* [Material provided]:
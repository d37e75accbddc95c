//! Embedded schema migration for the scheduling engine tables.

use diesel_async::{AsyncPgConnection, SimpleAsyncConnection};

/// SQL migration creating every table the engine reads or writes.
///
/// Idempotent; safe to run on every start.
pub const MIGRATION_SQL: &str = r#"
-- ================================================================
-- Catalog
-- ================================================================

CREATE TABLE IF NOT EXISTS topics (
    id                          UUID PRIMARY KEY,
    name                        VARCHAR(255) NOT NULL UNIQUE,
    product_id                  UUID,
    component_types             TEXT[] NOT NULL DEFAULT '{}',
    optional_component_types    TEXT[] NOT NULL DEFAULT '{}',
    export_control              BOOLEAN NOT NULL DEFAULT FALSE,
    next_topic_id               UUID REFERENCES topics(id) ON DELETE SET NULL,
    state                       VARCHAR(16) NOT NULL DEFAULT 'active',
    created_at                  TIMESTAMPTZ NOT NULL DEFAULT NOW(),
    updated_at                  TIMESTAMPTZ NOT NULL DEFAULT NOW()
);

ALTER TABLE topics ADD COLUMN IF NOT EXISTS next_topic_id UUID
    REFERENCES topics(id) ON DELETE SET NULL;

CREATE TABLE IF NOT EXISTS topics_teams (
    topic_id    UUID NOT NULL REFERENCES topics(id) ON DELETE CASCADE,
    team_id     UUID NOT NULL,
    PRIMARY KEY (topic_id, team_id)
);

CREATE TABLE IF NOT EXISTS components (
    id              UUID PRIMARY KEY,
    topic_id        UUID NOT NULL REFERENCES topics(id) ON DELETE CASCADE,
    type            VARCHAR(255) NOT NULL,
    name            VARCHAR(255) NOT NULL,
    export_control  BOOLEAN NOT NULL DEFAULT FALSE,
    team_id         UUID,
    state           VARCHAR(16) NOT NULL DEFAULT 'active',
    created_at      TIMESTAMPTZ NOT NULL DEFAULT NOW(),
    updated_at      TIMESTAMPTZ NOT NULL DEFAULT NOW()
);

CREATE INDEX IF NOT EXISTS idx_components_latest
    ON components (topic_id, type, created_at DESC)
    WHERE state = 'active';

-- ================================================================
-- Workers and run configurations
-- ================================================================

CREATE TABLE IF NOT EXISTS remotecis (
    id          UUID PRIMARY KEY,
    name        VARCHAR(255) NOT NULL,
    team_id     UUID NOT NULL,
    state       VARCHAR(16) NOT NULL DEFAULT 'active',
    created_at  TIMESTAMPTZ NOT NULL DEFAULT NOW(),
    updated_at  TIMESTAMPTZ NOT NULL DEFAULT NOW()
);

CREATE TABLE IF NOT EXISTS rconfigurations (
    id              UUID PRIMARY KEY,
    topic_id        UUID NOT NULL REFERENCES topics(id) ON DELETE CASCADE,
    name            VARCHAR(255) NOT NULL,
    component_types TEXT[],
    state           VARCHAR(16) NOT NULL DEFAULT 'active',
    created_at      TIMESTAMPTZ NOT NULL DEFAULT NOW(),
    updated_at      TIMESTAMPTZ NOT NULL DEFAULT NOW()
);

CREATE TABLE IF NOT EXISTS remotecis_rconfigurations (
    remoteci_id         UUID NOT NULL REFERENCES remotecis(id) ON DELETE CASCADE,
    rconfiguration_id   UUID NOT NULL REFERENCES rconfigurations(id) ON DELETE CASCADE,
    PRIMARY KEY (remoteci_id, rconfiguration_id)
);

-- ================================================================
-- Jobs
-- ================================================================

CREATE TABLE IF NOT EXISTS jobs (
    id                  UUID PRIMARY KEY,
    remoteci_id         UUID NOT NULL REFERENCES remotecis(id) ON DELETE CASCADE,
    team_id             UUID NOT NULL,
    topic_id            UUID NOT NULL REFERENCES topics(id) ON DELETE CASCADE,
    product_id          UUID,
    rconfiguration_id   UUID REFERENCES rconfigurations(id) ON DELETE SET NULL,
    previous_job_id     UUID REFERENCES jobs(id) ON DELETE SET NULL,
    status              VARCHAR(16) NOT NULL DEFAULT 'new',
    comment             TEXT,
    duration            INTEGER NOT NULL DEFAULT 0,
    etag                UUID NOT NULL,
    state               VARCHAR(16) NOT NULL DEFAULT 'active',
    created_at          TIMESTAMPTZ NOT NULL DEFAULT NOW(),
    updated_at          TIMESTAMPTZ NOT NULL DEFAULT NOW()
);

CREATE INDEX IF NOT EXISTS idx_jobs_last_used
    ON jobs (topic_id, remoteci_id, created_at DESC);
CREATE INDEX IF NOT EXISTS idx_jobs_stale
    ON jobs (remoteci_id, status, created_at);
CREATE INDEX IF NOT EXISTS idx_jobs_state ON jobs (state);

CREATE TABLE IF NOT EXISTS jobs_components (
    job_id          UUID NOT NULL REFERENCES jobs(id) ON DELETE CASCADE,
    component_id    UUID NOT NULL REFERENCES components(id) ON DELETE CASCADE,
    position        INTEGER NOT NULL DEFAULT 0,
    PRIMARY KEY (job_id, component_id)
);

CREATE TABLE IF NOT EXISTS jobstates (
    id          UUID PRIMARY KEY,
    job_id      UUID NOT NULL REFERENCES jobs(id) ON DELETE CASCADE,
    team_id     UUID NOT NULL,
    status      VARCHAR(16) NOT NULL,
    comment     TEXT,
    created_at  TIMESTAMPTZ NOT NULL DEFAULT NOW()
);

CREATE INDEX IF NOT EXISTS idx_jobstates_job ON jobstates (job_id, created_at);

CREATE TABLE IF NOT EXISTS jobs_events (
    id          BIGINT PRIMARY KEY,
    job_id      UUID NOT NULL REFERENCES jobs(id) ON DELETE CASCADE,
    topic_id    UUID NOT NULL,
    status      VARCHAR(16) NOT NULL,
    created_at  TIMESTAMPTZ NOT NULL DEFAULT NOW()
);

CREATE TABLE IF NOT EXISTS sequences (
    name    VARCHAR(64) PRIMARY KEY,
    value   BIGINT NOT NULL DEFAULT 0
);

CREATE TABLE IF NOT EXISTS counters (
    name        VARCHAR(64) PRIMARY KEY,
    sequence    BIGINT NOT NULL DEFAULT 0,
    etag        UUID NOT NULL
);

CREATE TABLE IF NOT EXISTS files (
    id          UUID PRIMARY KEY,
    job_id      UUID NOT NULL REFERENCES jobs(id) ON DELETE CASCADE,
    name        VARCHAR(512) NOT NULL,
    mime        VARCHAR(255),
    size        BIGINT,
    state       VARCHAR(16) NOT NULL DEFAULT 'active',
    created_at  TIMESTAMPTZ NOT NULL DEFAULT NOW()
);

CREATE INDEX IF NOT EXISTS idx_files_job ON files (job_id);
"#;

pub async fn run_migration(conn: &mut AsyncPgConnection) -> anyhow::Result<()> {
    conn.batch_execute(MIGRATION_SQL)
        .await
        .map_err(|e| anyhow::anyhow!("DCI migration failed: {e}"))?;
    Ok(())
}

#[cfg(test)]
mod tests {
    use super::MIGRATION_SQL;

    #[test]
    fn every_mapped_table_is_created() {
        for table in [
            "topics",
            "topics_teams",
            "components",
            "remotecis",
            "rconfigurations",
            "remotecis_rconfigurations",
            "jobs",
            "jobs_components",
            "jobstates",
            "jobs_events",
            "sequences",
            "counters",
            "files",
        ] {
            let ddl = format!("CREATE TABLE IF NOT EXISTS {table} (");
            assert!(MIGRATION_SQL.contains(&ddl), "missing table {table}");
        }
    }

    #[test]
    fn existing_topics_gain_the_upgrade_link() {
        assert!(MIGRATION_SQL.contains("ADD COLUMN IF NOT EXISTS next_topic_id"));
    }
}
--
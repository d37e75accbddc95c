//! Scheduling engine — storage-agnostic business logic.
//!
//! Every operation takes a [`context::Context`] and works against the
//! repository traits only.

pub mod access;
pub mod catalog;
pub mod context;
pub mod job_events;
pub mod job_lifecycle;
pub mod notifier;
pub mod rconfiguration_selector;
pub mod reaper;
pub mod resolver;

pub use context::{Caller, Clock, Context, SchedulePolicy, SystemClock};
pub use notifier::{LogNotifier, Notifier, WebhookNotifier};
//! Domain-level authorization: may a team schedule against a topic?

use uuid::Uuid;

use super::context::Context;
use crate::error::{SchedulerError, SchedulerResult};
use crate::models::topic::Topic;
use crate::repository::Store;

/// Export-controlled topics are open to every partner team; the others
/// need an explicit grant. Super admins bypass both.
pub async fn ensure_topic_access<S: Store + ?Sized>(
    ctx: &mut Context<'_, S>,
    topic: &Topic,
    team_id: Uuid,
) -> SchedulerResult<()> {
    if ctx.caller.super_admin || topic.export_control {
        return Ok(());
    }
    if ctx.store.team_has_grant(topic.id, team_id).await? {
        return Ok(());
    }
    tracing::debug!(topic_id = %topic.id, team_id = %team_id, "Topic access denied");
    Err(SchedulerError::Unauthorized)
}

* [Your objective]: Work out the number of lines in the entries above that hold the word "against", giving the number without comment.

* [Task output]: 2